It was only later that the verses gained renown as a standalone poem. The poem begins with the line: "Still to be neat, still to be dressed". The word "still" in Renaissance times had the added significance of "always", which gives the poem a different layer of meaning, the lady is "always" in a state of dishevelment.
The poem goes on to comment on the lady’s appearance, and how she is "Still to be powdered, still perfumed:", but very soon introduces the central theme, that of artifice versus natural beauty. The subject of art is brought up, "art’s hid causes are not found,/All is not sweet, all is not sound", and it is given a negative verdict.
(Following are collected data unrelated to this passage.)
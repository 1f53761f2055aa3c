//! Tool-level error handling with context and recovery suggestions
//!
//! This module provides structured error types with:
//! - Error codes for programmatic handling
//! - Optional context and recovery suggestions
//! - Serializable error reports for `--json` output
//!
//! Engine failures ([`imagecraft_image::ImageError`]) convert into this type
//! with a code in the 9xxx range.

use imagecraft_image::{ErrorKind, ImageError};
use serde::{Deserialize, Serialize};
use std::fmt;
use thiserror::Error;

/// Error codes for programmatic error handling
#[derive(Debug, Clone, Copy, PartialEq, Eq, Hash, Serialize, Deserialize)]
#[serde(rename_all = "SCREAMING_SNAKE_CASE")]
#[allow(missing_docs)]
pub enum ErrorCode {
    // General errors (1xxx)
    Unknown = 1000,
    Internal = 1001,
    Cancelled = 1002,

    // IO errors (2xxx)
    IoError = 2000,
    FileNotFound = 2001,
    PermissionDenied = 2002,
    InvalidPath = 2003,
    DirectoryNotFound = 2004,
    NoInputFiles = 2005,

    // Configuration errors (3xxx)
    ConfigError = 3000,
    ConfigNotFound = 3001,
    ConfigParseError = 3002,
    ConfigValidationError = 3003,
    InvalidConfigValue = 3004,

    // Validation errors (6xxx)
    ValidationError = 6000,
    InvalidInput = 6001,
    InvalidFormat = 6002,

    // Image processing errors (9xxx)
    ImageError = 9000,
    InvalidRegion = 9001,
    InvalidParameter = 9002,
    UnsupportedFormat = 9003,
    CorruptData = 9004,
    EncodingFailure = 9005,
    PartialBatchFailure = 9006,
}

impl ErrorCode {
    /// Get the numeric code
    pub fn code(&self) -> u32 {
        *self as u32
    }

    /// Get a human-readable category
    pub fn category(&self) -> &'static str {
        match self.code() / 1000 {
            1 => "General",
            2 => "IO",
            3 => "Configuration",
            6 => "Validation",
            9 => "Image",
            _ => "Unknown",
        }
    }

    /// Process exit code for this error
    pub fn exit_code(&self) -> i32 {
        match self.code() / 1000 {
            3 => exit_codes::CONFIG_ERROR,
            6 => exit_codes::VALIDATION_ERROR,
            9 => match self {
                ErrorCode::InvalidRegion | ErrorCode::InvalidParameter => exit_codes::VALIDATION_ERROR,
                ErrorCode::UnsupportedFormat | ErrorCode::CorruptData => exit_codes::INPUT_ERROR,
                ErrorCode::PartialBatchFailure => exit_codes::PARTIAL_FAILURE,
                _ => exit_codes::FAILURE,
            },
            2 if *self != ErrorCode::IoError => exit_codes::INPUT_ERROR,
            1 if *self == ErrorCode::Cancelled => exit_codes::INTERRUPTED,
            _ => exit_codes::FAILURE,
        }
    }
}

impl fmt::Display for ErrorCode {
    fn fmt(&self, f: &mut fmt::Formatter<'_>) -> fmt::Result {
        write!(f, "E{:04}", self.code())
    }
}

/// Main error type with rich context
#[derive(Error, Debug)]
pub struct Error {
    /// Error code for programmatic handling
    pub code: ErrorCode,
    /// Human-readable message
    pub message: String,
    /// Additional context
    pub context: Option<String>,
    /// Recovery suggestion
    pub suggestion: Option<String>,
    /// Source error
    #[source]
    pub source: Option<Box<dyn std::error::Error + Send + Sync>>,
}

impl fmt::Display for Error {
    fn fmt(&self, f: &mut fmt::Formatter<'_>) -> fmt::Result {
        write!(f, "[{}] {}", self.code, self.message)?;
        if let Some(ctx) = &self.context {
            write!(f, "\n  Context: {}", ctx)?;
        }
        if let Some(suggestion) = &self.suggestion {
            write!(f, "\n  Suggestion: {}", suggestion)?;
        }
        Ok(())
    }
}

#[allow(missing_docs)]
impl Error {
    /// Create a new error
    pub fn new(code: ErrorCode, message: impl Into<String>) -> Self {
        Self {
            code,
            message: message.into(),
            context: None,
            suggestion: None,
            source: None,
        }
    }

    /// Add context to the error
    pub fn with_context(mut self, context: impl Into<String>) -> Self {
        self.context = Some(context.into());
        self
    }

    /// Add a recovery suggestion
    pub fn with_suggestion(mut self, suggestion: impl Into<String>) -> Self {
        self.suggestion = Some(suggestion.into());
        self
    }

    /// Add a source error
    pub fn with_source(mut self, source: impl std::error::Error + Send + Sync + 'static) -> Self {
        self.source = Some(Box::new(source));
        self
    }

    /// Process exit code for this error
    pub fn exit_code(&self) -> i32 {
        self.code.exit_code()
    }

    /// Convert to a serializable report
    pub fn to_report(&self) -> ErrorReport {
        ErrorReport {
            code: self.code,
            code_str: self.code.to_string(),
            category: self.code.category().to_string(),
            message: self.message.clone(),
            context: self.context.clone(),
            suggestion: self.suggestion.clone(),
            source: self.source.as_ref().map(|e| e.to_string()),
        }
    }

    // Convenience constructors

    pub fn io(message: impl Into<String>) -> Self {
        Self::new(ErrorCode::IoError, message)
    }

    pub fn file_not_found(path: impl AsRef<std::path::Path>) -> Self {
        Self::new(
            ErrorCode::FileNotFound,
            format!("File not found: {}", path.as_ref().display()),
        )
        .with_suggestion("Check that the file exists and you have read permissions")
    }

    pub fn no_input_files() -> Self {
        Self::new(ErrorCode::NoInputFiles, "No image files found in the given inputs")
            .with_suggestion("Pass image files or directories containing .png, .jpg, .webp, .gif or .bmp files")
    }

    pub fn config(message: impl Into<String>) -> Self {
        Self::new(ErrorCode::ConfigError, message)
    }

    pub fn config_not_found(path: impl AsRef<std::path::Path>) -> Self {
        Self::new(
            ErrorCode::ConfigNotFound,
            format!("Configuration file not found: {}", path.as_ref().display()),
        )
        .with_suggestion("Create an .imagecraft.toml file or use --config to specify a path")
    }

    pub fn invalid_config_value(key: &str, message: impl Into<String>) -> Self {
        Self::new(ErrorCode::InvalidConfigValue, format!("{key}: {}", message.into()))
    }

    pub fn validation(message: impl Into<String>) -> Self {
        Self::new(ErrorCode::ValidationError, message)
    }

    pub fn partial_batch_failure(failed: usize, total: usize) -> Self {
        Self::new(
            ErrorCode::PartialBatchFailure,
            format!("{failed} of {total} items failed"),
        )
    }
}

/// Serializable error report for logging and `--json` output
#[derive(Debug, Clone, Serialize, Deserialize)]
#[allow(missing_docs)]
pub struct ErrorReport {
    pub code: ErrorCode,
    pub code_str: String,
    pub category: String,
    pub message: String,
    #[serde(skip_serializing_if = "Option::is_none")]
    pub context: Option<String>,
    #[serde(skip_serializing_if = "Option::is_none")]
    pub suggestion: Option<String>,
    #[serde(skip_serializing_if = "Option::is_none")]
    pub source: Option<String>,
}

/// Result type alias
pub type Result<T> = std::result::Result<T, Error>;

/// Exit codes for CLI commands
#[allow(missing_docs)]
pub mod exit_codes {
    pub const SUCCESS: i32 = 0;
    pub const FAILURE: i32 = 1;
    pub const VALIDATION_ERROR: i32 = 2;
    pub const CONFIG_ERROR: i32 = 3;
    pub const INPUT_ERROR: i32 = 4;
    pub const PARTIAL_FAILURE: i32 = 5;
    pub const INTERRUPTED: i32 = 130;
}

// Implement From for common error types

impl From<std::io::Error> for Error {
    fn from(err: std::io::Error) -> Self {
        let code = match err.kind() {
            std::io::ErrorKind::NotFound => ErrorCode::FileNotFound,
            std::io::ErrorKind::PermissionDenied => ErrorCode::PermissionDenied,
            _ => ErrorCode::IoError,
        };
        Error::new(code, err.to_string()).with_source(err)
    }
}

impl From<serde_json::Error> for Error {
    fn from(err: serde_json::Error) -> Self {
        Error::new(ErrorCode::InvalidFormat, format!("JSON parse error: {}", err))
            .with_source(err)
    }
}

impl From<toml::de::Error> for Error {
    fn from(err: toml::de::Error) -> Self {
        Error::new(ErrorCode::ConfigParseError, format!("TOML parse error: {}", err))
            .with_source(err)
    }
}

impl From<ImageError> for Error {
    fn from(err: ImageError) -> Self {
        let code = match err.kind() {
            ErrorKind::InvalidRegion => ErrorCode::InvalidRegion,
            ErrorKind::InvalidParameter => ErrorCode::InvalidParameter,
            ErrorKind::UnsupportedFormat => ErrorCode::UnsupportedFormat,
            ErrorKind::CorruptData => ErrorCode::CorruptData,
            ErrorKind::EncodingFailure => ErrorCode::EncodingFailure,
            ErrorKind::Io => ErrorCode::IoError,
        };
        let error = Error::new(code, err.to_string());
        match code {
            ErrorCode::UnsupportedFormat => {
                error.with_suggestion("Supported inputs are PNG, JPEG, WebP, GIF and BMP")
            }
            ErrorCode::InvalidRegion => error.with_suggestion("Run `imagecraft info` to see the image dimensions"),
            _ => error,
        }
        .with_source(err)
    }
}

/// Extension trait for adding context to Results
pub trait ResultExt<T> {
    /// Attach context to the error
    fn context(self, context: impl Into<String>) -> Result<T>;
    /// Attach a recovery suggestion to the error
    fn with_suggestion(self, suggestion: impl Into<String>) -> Result<T>;
}

impl<T, E: Into<Error>> ResultExt<T> for std::result::Result<T, E> {
    fn context(self, context: impl Into<String>) -> Result<T> {
        self.map_err(|e| e.into().with_context(context))
    }

    fn with_suggestion(self, suggestion: impl Into<String>) -> Result<T> {
        self.map_err(|e| e.into().with_suggestion(suggestion))
    }
}
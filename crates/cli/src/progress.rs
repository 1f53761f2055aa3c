//! Progress indicators
//!
//! Bars draw to stderr and are hidden when stderr is not a terminal.

use imagecraft_image::Progress;
use indicatif::{ProgressBar, ProgressDrawTarget, ProgressStyle};
use std::time::Duration;

fn draw_target() -> ProgressDrawTarget {
    if console::user_attended_stderr() {
        ProgressDrawTarget::stderr()
    } else {
        ProgressDrawTarget::hidden()
    }
}

fn style(template: &str, fallback: ProgressStyle) -> ProgressStyle {
    ProgressStyle::with_template(template).unwrap_or(fallback)
}

/// Create a spinner for indeterminate progress
pub fn spinner(message: &str) -> ProgressBar {
    let pb = ProgressBar::with_draw_target(None, draw_target());
    pb.set_style(
        style("{spinner:.blue} {msg}", ProgressStyle::default_spinner()).tick_chars("⠋⠙⠹⠸⠼⠴⠦⠧⠇⠏"),
    );
    pb.set_message(message.to_string());
    pb.enable_steady_tick(Duration::from_millis(80));
    pb
}

/// Create a progress bar for a batch of images
///
/// The message slot carries the running failure count.
pub fn batch_progress(total: u64) -> ProgressBar {
    let pb = ProgressBar::with_draw_target(Some(total), draw_target());
    pb.set_style(
        style(
            "{spinner:.green} [{bar:40.cyan/blue}] {pos}/{len} images {msg} ({eta})",
            ProgressStyle::default_bar(),
        )
        .progress_chars("█▓░"),
    );
    pb.enable_steady_tick(Duration::from_millis(100));
    pb
}

/// Mirror an engine progress report onto a bar
pub fn update_batch(pb: &ProgressBar, progress: Progress) {
    pb.set_position(progress.completed as u64);
    if progress.failed > 0 {
        pb.set_message(format!("({} failed)", progress.failed));
    }
}

/// Finish a progress bar with a success message
pub fn finish_success(pb: &ProgressBar, message: &str) {
    pb.finish_with_message(format!("✓ {}", message));
}

/// Finish a progress bar with an error message
pub fn finish_error(pb: &ProgressBar, message: &str) {
    pb.finish_with_message(format!("✗ {}", message));
}
//! Benchmarks for the pixel operations.

use criterion::{black_box, criterion_group, criterion_main, Criterion};
use imagecraft_image::{auto_enhance, denoise, resize, rotate, sharpen, RasterBuffer, RotateMode};

fn sample(width: u32, height: u32) -> RasterBuffer {
    RasterBuffer::from_fn(width, height, |x, y| {
        [(x % 256) as u8, (y % 256) as u8, ((x ^ y) % 256) as u8, 255]
    })
    .unwrap()
}

fn bench_convolution(c: &mut Criterion) {
    let raster = sample(512, 512);

    c.bench_function("denoise_512", |b| {
        b.iter(|| denoise(black_box(&raster), black_box(1.0)))
    });

    c.bench_function("sharpen_512", |b| {
        b.iter(|| sharpen(black_box(&raster), black_box(0.5)))
    });

    c.bench_function("auto_enhance_512", |b| {
        b.iter(|| auto_enhance(black_box(&raster)))
    });
}

fn bench_geometry(c: &mut Criterion) {
    let raster = sample(512, 512);

    c.bench_function("resize_512_to_300", |b| {
        b.iter(|| resize(black_box(&raster), black_box(300), black_box(300)))
    });

    c.bench_function("rotate_512_30deg", |b| {
        b.iter(|| rotate(black_box(&raster), black_box(30.0), RotateMode::ExpandToFit))
    });
}

criterion_group!(benches, bench_convolution, bench_geometry);
criterion_main!(benches);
Appearances and artful decorations are found wanting in comparison to the pure simplicity of a woman who is given to "sweet neglect" and lets her personality shine through: "That makes simplicity a grace. Robes loosely flowing, hair as free". Simple beauty is pictured, a woman is thought to be graceful when in natural demeanor.
The poem brings out the contrast between natural beauty and the beauty that is bolstered by external modifications. It is clear that in Benson’s world, natural beauty in a woman finds favor with the male heart, instead of the "adulteries of art". Artificial enhancement of feminine beauty attracts the gaze, arouses desire, but can get no further.
When examining the poem by Herrick, it is impossible to dismiss the notion that he was inspired by Benson’s poem. The theme is similar, and the preoccupations seem to be set around the female form: "A sweet disorder in the dress/ Kindles in clothes a wantonness". A woman’s body appears in the reader’s imagination as the poem is read.
The sexuality of the female form is established through deft phrases that trace the "sweet neglect" extolled in Benson’s poem. Instances like "fine distraction", "erring lace", "neglectful cuff" and the "careless shoe-string" are all part of Herrick’s attempt to capture the concept of a woman’s natural beauty which is infused with "wantonness".